# TASK TO COMPLETE:
Exactly as written, retype all of the records that come next.

───── PROVIDED DATA ─────

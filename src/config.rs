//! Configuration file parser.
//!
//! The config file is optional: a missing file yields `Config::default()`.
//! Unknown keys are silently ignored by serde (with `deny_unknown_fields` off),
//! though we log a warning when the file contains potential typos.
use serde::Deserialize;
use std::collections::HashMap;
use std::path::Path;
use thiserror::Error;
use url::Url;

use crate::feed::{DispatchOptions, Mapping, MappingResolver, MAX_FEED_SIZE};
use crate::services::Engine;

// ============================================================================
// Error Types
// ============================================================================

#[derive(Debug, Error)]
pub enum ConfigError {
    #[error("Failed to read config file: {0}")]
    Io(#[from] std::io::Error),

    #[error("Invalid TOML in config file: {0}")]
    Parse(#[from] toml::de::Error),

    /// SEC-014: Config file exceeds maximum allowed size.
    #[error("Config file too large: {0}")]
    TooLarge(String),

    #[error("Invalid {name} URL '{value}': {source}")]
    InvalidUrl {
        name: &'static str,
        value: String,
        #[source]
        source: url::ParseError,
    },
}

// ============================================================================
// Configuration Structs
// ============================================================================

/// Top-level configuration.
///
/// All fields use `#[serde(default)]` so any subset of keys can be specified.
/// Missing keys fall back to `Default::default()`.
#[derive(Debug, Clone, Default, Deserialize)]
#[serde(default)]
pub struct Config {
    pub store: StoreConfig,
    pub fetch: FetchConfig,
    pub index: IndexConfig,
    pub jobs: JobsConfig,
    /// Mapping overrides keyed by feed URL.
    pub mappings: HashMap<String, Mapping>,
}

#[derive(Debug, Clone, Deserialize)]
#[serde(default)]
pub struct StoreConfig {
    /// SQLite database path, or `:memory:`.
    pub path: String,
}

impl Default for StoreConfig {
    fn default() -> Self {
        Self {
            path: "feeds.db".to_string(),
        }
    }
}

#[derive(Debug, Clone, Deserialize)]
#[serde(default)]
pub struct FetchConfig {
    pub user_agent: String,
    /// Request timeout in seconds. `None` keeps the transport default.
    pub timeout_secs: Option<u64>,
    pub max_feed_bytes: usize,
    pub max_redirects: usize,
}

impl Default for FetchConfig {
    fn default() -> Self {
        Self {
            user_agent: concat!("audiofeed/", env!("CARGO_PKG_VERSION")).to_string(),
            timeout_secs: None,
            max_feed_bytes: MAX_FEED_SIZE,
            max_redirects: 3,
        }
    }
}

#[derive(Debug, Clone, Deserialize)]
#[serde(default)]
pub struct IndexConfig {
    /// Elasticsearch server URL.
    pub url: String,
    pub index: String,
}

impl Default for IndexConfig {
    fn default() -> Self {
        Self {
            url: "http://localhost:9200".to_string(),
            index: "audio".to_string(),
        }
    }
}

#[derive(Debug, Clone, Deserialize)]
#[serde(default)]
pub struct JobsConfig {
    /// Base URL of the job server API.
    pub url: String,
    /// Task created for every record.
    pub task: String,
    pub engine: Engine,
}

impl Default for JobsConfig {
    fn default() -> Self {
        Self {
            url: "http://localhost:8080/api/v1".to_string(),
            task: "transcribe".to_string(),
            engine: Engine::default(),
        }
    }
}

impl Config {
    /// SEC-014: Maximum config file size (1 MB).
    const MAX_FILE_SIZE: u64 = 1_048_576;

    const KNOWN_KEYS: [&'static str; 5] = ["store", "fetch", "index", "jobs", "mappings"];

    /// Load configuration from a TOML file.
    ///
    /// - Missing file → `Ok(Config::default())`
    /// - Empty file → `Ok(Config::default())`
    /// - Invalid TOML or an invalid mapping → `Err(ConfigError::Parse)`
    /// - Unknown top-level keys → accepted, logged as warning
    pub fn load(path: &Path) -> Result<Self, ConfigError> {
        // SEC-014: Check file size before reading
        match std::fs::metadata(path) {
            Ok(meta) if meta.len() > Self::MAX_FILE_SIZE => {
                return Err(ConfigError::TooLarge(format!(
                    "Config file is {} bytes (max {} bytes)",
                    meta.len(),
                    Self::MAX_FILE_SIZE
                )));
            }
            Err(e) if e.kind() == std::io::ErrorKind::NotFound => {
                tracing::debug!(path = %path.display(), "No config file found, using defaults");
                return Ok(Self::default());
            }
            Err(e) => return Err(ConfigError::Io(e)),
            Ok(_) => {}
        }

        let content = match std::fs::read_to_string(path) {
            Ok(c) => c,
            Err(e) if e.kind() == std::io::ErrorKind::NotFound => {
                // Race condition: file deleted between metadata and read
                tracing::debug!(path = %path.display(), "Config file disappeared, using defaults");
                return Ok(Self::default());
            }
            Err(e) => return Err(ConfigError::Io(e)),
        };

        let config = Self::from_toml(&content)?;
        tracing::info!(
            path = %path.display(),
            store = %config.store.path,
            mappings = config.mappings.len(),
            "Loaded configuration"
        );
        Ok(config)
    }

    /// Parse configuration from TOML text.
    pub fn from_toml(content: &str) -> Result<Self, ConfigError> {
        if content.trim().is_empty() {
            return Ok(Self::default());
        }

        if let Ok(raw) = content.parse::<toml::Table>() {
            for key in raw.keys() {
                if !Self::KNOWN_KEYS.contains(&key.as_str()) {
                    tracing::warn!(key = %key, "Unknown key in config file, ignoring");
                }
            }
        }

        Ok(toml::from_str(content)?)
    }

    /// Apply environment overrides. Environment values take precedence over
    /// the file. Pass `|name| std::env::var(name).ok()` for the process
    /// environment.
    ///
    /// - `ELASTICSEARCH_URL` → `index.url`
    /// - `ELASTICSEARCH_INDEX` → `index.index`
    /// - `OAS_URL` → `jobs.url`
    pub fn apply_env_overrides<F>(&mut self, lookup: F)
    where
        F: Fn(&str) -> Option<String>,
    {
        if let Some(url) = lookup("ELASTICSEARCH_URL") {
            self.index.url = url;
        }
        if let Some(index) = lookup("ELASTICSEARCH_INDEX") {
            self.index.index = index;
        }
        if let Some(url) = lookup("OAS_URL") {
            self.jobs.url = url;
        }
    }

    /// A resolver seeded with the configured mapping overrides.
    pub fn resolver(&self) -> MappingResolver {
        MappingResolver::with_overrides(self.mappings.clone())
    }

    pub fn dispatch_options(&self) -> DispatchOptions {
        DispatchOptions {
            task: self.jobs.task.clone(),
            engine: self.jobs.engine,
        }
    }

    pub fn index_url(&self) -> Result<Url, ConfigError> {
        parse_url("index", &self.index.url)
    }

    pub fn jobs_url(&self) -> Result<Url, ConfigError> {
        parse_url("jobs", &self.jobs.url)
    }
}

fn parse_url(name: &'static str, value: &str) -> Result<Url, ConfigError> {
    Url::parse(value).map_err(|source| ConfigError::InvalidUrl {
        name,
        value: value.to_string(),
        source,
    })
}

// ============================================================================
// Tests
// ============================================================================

─────

# OUTPUT OF THE EXERCISE:
filename src/config.rs
//! Configuration file parser.
//!
//! The config file is optional: a missing file yields `Config::default()`.
//! Unknown keys are silently ignored by serde (with `deny_unknown_fields` off),
//! though we log a warning when the file contains potential typos.
use serde::Deserialize;
use std::collections::HashMap;
use std::path::Path;
use thiserror::Error;
use url::Url;

use crate::feed::{DispatchOptions, Mapping, MappingResolver, MAX_FEED_SIZE};
use crate::services::Engine;

// ============================================================================
// Error Types
// ============================================================================

#[derive(Debug, Error)]
pub enum ConfigError {
    #[error("Failed to read config file: {0}")]
    Io(#[from] std::io::Error),

    #[error("Invalid TOML in config file: {0}")]
    Parse(#[from] toml::de::Error),

    /// SEC-014: Config file exceeds maximum allowed size.
    #[error("Config file too large: {0}")]
    TooLarge(String),

    #[error("Invalid {name} URL '{value}': {source}")]
    InvalidUrl {
        name: &'static str,
        value: String,
        #[source]
        source: url::ParseError,
    },
}

// ============================================================================
// Configuration Structs
// ============================================================================

/// Top-level configuration.
///
/// All fields use `#[serde(default)]` so any subset of keys can be specified.
/// Missing keys fall back to `Default::default()`.
#[derive(Debug, Clone, Default, Deserialize)]
#[serde(default)]
pub struct Config {
    pub store: StoreConfig,
    pub fetch: FetchConfig,
    pub index: IndexConfig,
    pub jobs: JobsConfig,
    /// Mapping overrides keyed by feed URL.
    pub mappings: HashMap<String, Mapping>,
}

#[derive(Debug, Clone, Deserialize)]
#[serde(default)]
pub struct StoreConfig {
    /// SQLite database path, or `:memory:`.
    pub path: String,
}

impl Default for StoreConfig {
    fn default() -> Self {
        Self {
            path: "feeds.db".to_string(),
        }
    }
}

#[derive(Debug, Clone, Deserialize)]
#[serde(default)]
pub struct FetchConfig {
    pub user_agent: String,
    /// Request timeout in seconds. `None` keeps the transport default.
    pub timeout_secs: Option<u64>,
    pub max_feed_bytes: usize,
    pub max_redirects: usize,
}

impl Default for FetchConfig {
    fn default() -> Self {
        Self {
            user_agent: concat!("audiofeed/", env!("CARGO_PKG_VERSION")).to_string(),
            timeout_secs: None,
            max_feed_bytes: MAX_FEED_SIZE,
            max_redirects: 3,
        }
    }
}

#[derive(Debug, Clone, Deserialize)]
#[serde(default)]
pub struct IndexConfig {
    /// Elasticsearch server URL.
    pub url: String,
    pub index: String,
}

impl Default for IndexConfig {
    fn default() -> Self {
        Self {
            url: "http://localhost:9200".to_string(),
            index: "audio".to_string(),
        }
    }
}

#[derive(Debug, Clone, Deserialize)]
#[serde(default)]
pub struct JobsConfig {
    /// Base URL of the job server API.
    pub url: String,
    /// Task created for every record.
    pub task: String,
    pub engine: Engine,
}

impl Default for JobsConfig {
    fn default() -> Self {
        Self {
            url: "http://localhost:8080/api/v1".to_string(),
            task: "transcribe".to_string(),
            engine: Engine::default(),
        }
    }
}

impl Config {
    /// SEC-014: Maximum config file size (1 MB).
    const MAX_FILE_SIZE: u64 = 1_048_576;

    const KNOWN_KEYS: [&'static str; 5] = ["store", "fetch", "index", "jobs", "mappings"];

    /// Load configuration from a TOML file.
    ///
    /// - Missing file → `Ok(Config::default())`
    /// - Empty file → `Ok(Config::default())`
    /// - Invalid TOML or an invalid mapping → `Err(ConfigError::Parse)`
    /// - Unknown top-level keys → accepted, logged as warning
    pub fn load(path: &Path) -> Result<Self, ConfigError> {
        // SEC-014: Check file size before reading
        match std::fs::metadata(path) {
            Ok(meta) if meta.len() > Self::MAX_FILE_SIZE => {
                return Err(ConfigError::TooLarge(format!(
                    "Config file is {} bytes (max {} bytes)",
                    meta.len(),
                    Self::MAX_FILE_SIZE
                )));
            }
            Err(e) if e.kind() == std::io::ErrorKind::NotFound => {
                tracing::debug!(path = %path.display(), "No config file found, using defaults");
                return Ok(Self::default());
            }
            Err(e) => return Err(ConfigError::Io(e)),
            Ok(_) => {}
        }

        let content = match std::fs::read_to_string(path) {
            Ok(c) => c,
            Err(e) if e.kind() == std::io::ErrorKind::NotFound => {
                // Race condition: file deleted between metadata and read
                tracing::debug!(path = %path.display(), "Config file disappeared, using defaults");
                return Ok(Self::default());
            }
            Err(e) => return Err(ConfigError::Io(e)),
        };

        let config = Self::from_toml(&content)?;
        tracing::info!(
            path = %path.display(),
            store = %config.store.path,
            mappings = config.mappings.len(),
            "Loaded configuration"
        );
        Ok(config)
    }

    /// Parse configuration from TOML text.
    pub fn from_toml(content: &str) -> Result<Self, ConfigError> {
        if content.trim().is_empty() {
            return Ok(Self::default());
        }

        if let Ok(raw) = content.parse::<toml::Table>() {
            for key in raw.keys() {
                if !Self::KNOWN_KEYS.contains(&key.as_str()) {
                    tracing::warn!(key = %key, "Unknown key in config file, ignoring");
                }
            }
        }

        Ok(toml::from_str(content)?)
    }

    /// Apply environment overrides. Environment values take precedence over
    /// the file. Pass `|name| std::env::var(name).ok()` for the process
    /// environment.
    ///
    /// - `ELASTICSEARCH_URL` → `index.url`
    /// - `ELASTICSEARCH_INDEX` → `index.index`
    /// - `OAS_URL` → `jobs.url`
    pub fn apply_env_overrides<F>(&mut self, lookup: F)
    where
        F: Fn(&str) -> Option<String>,
    {
        if let Some(url) = lookup("ELASTICSEARCH_URL") {
            self.index.url = url;
        }
        if let Some(index) = lookup("ELASTICSEARCH_INDEX") {
            self.index.index = index;
        }
        if let Some(url) = lookup("OAS_URL") {
            self.jobs.url = url;
        }
    }

    /// A resolver seeded with the configured mapping overrides.
    pub fn resolver(&self) -> MappingResolver {
        MappingResolver::with_overrides(self.mappings.clone())
    }

    pub fn dispatch_options(&self) -> DispatchOptions {
        DispatchOptions {
            task: self.jobs.task.clone(),
            engine: self.jobs.engine,
        }
    }

    pub fn index_url(&self) -> Result<Url, ConfigError> {
        parse_url("index", &self.index.url)
    }

    pub fn jobs_url(&self) -> Result<Url, ConfigError> {
        parse_url("jobs", &self.jobs.url)
    }
}

fn parse_url(name: &'static str, value: &str) -> Result<Url, ConfigError> {
    Url::parse(value).map_err(|source| ConfigError::InvalidUrl {
        name,
        value: value.to_string(),
        source,
    })
}

// ============================================================================
// Tests
// ============================================================================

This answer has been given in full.